◆ **Data provided**
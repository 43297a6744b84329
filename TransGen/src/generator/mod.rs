//! Transition generation
//!
//! Drives a run: resolve Terrain A, pick the Terrain B candidates, resolve
//! the transitions for each pair and write one XML document per Terrain B.
//!
//! # Usage
//!
//! ```no_run
//! use transgen::generator::{GeneratorConfig, TransitionGenerator};
//!
//! let generator = TransitionGenerator::new(GeneratorConfig::default(), "Dirt2Grass.xml")?;
//! let report = generator.run("Dirt", Some("Grass"))?;
//! println!("Wrote {} files", report.written.len());
//! # Ok::<(), transgen::Error>(())
//! ```

mod config;
mod report;

pub use config::{CONFIG_FILE_NAME, DEFAULT_OUTPUT_DIR, DEFAULT_TERRAIN_PATH, GeneratorConfig};
pub use report::{FailedPair, GenerationReport, PairOutcome};

use std::fs;
use std::path::Path;

use crate::error::{Error, Result, TerrainRole};
use crate::render::{RenderContext, XmlRenderer};
use crate::resolve::resolve_pair;
use crate::terrain::{TerrainRecord, TerrainRegistry};
use crate::transition_types::TransitionTypeRegistry;
use crate::transitions::{TransitionRecord, TransitionSet};

/// Output file name for a terrain pair:
/// `{A id}-{A name}_To_{B id}-{B name}.xml`, spaces in names replaced by
/// underscores.
#[must_use]
pub fn output_file_name(terrain_a: &TerrainRecord, terrain_b: &TerrainRecord) -> String {
    format!(
        "{}-{}_To_{}-{}.xml",
        terrain_a.id(),
        terrain_a.name().replace(' ', "_"),
        terrain_b.id(),
        terrain_b.name().replace(' ', "_"),
    )
}

/// Loaded registries plus the settings for writing output.
#[derive(Debug, Clone)]
pub struct TransitionGenerator {
    config: GeneratorConfig,
    terrains: TerrainRegistry,
    transition_types: TransitionTypeRegistry,
    transitions: TransitionSet,
    renderer: XmlRenderer,
}

impl TransitionGenerator {
    /// Load the terrain registry, the transition-type registry and the input
    /// transitions.
    ///
    /// # Errors
    /// Returns an error if any of the three files is missing or malformed.
    pub fn new<P: AsRef<Path>>(config: GeneratorConfig, input_transitions: P) -> Result<Self> {
        let terrains = TerrainRegistry::load(&config.terrain_file)?;
        let transition_types = TransitionTypeRegistry::load(&config.transition_types_file)?;
        let transitions = TransitionSet::load(input_transitions)?;
        Ok(Self::from_parts(
            config,
            terrains,
            transition_types,
            transitions,
        ))
    }

    /// Assemble a generator from already-loaded parts.
    #[must_use]
    pub fn from_parts(
        config: GeneratorConfig,
        terrains: TerrainRegistry,
        transition_types: TransitionTypeRegistry,
        transitions: TransitionSet,
    ) -> Self {
        Self {
            config,
            terrains,
            transition_types,
            transitions,
            renderer: XmlRenderer::new(),
        }
    }

    /// Active configuration.
    #[must_use]
    pub fn config(&self) -> &GeneratorConfig {
        &self.config
    }

    /// The terrain registry.
    #[must_use]
    pub fn terrains(&self) -> &TerrainRegistry {
        &self.terrains
    }

    /// The transition-type registry.
    #[must_use]
    pub fn transition_types(&self) -> &TransitionTypeRegistry {
        &self.transition_types
    }

    /// The parsed input transitions.
    #[must_use]
    pub fn transitions(&self) -> &TransitionSet {
        &self.transitions
    }

    /// Resolve a terrain selector.
    ///
    /// # Errors
    /// Returns [`Error::TerrainNotFound`] if nothing matches.
    pub fn terrain(&self, selector: &str, role: TerrainRole) -> Result<&TerrainRecord> {
        self.terrains.resolve(selector).ok_or_else(|| {
            tracing::error!("Terrain {} '{}' not found in terrain registry.", role, selector);
            Error::TerrainNotFound {
                role,
                selector: selector.to_string(),
            }
        })
    }

    /// Terrain B candidates: the selected terrain, or every terrain whose
    /// name differs from Terrain A's.
    ///
    /// # Errors
    /// Returns [`Error::TerrainNotFound`] for an unknown selector and
    /// [`Error::NoTerrainB`] if no other terrain is registered.
    pub fn terrains_b(
        &self,
        terrain_a: &TerrainRecord,
        terrain_b: Option<&str>,
    ) -> Result<Vec<&TerrainRecord>> {
        if let Some(selector) = terrain_b {
            let terrain = self.terrain(selector, TerrainRole::B)?;
            tracing::info!("--- Generating for Specified Terrain B ---");
            return Ok(vec![terrain]);
        }

        let candidates: Vec<_> = self
            .terrains
            .terrains()
            .filter(|t| t.name() != terrain_a.name())
            .collect();
        if candidates.is_empty() {
            tracing::error!("No other terrains available to generate transitions.");
            return Err(Error::NoTerrainB);
        }
        tracing::info!("--- Generating for All Terrains Except Terrain A ---");
        Ok(candidates)
    }

    /// Resolved transitions for one pair.
    #[must_use]
    pub fn trans_infos_for_pair(
        &self,
        terrain_a: &TerrainRecord,
        terrain_b: &TerrainRecord,
    ) -> Vec<TransitionRecord> {
        resolve_pair(
            terrain_a,
            terrain_b,
            self.transitions.records(),
            &self.transition_types,
        )
    }

    /// Resolve, render and write the document for one pair.
    ///
    /// # Errors
    /// Returns an error if rendering or writing fails.
    pub fn generate_pair(
        &self,
        terrain_a: &TerrainRecord,
        terrain_b: &TerrainRecord,
    ) -> Result<PairOutcome> {
        let trans_infos = self.trans_infos_for_pair(terrain_a, terrain_b);
        if trans_infos.is_empty() {
            tracing::warn!(
                "No transitions generated for Terrain B '{}'.",
                terrain_b.name()
            );
            return Ok(PairOutcome::Skipped);
        }

        let xml = self.renderer.render(
            &self.config.template,
            &RenderContext {
                trans_infos: &trans_infos,
            },
        )?;

        let output_dir = &self.config.output_dir;
        fs::create_dir_all(output_dir).map_err(|source| Error::OutputWrite {
            path: output_dir.clone(),
            source,
        })?;

        let file_name = output_file_name(terrain_a, terrain_b);
        let path = output_dir.join(&file_name);
        fs::write(&path, xml).map_err(|source| {
            tracing::error!("Error writing XML to file: {}", source);
            Error::OutputWrite {
                path: path.clone(),
                source,
            }
        })?;

        tracing::info!("Transition XML generated and saved to {}", file_name);
        Ok(PairOutcome::Written(path))
    }

    /// Generate transitions for Terrain A against one or all Terrain B's.
    ///
    /// A failure for one Terrain B is logged and recorded in the report;
    /// the remaining Terrain B's are still generated.
    ///
    /// # Errors
    /// Returns an error if Terrain A or the given Terrain B does not
    /// resolve, if there is no Terrain B candidate, or if every candidate
    /// resolved zero transitions.
    pub fn run(&self, terrain_a: &str, terrain_b: Option<&str>) -> Result<GenerationReport> {
        let terrain_a = self.terrain(terrain_a, TerrainRole::A)?;
        let candidates = self.terrains_b(terrain_a, terrain_b)?;

        let mut report = GenerationReport::default();
        for terrain_b in candidates {
            match self.generate_pair(terrain_a, terrain_b) {
                Ok(PairOutcome::Written(path)) => report.written.push(path),
                Ok(PairOutcome::Skipped) => report.skipped.push(terrain_b.name().to_string()),
                Err(e) => {
                    tracing::error!(
                        "Failed to generate Transitions XML for Terrain B '{}': {}",
                        terrain_b.name(),
                        e
                    );
                    report.failed.push(FailedPair {
                        terrain: terrain_b.name().to_string(),
                        error: e.to_string(),
                    });
                }
            }
        }

        tracing::info!(
            "Generated {} file(s), skipped {}, failed {}",
            report.written.len(),
            report.skipped.len(),
            report.failed.len()
        );

        if report.written.is_empty() && report.failed.is_empty() {
            return Err(Error::NoTransitionsGenerated);
        }
        Ok(report)
    }
}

◆ **Your task**
What lines of the listing above hold "push"? Copy all of them.

◆ **Solution below**
                Ok(PairOutcome::Written(path)) => report.written.push(path),
                Ok(PairOutcome::Skipped) => report.skipped.push(terrain_b.name().to_string()),
                    report.failed.push(FailedPair {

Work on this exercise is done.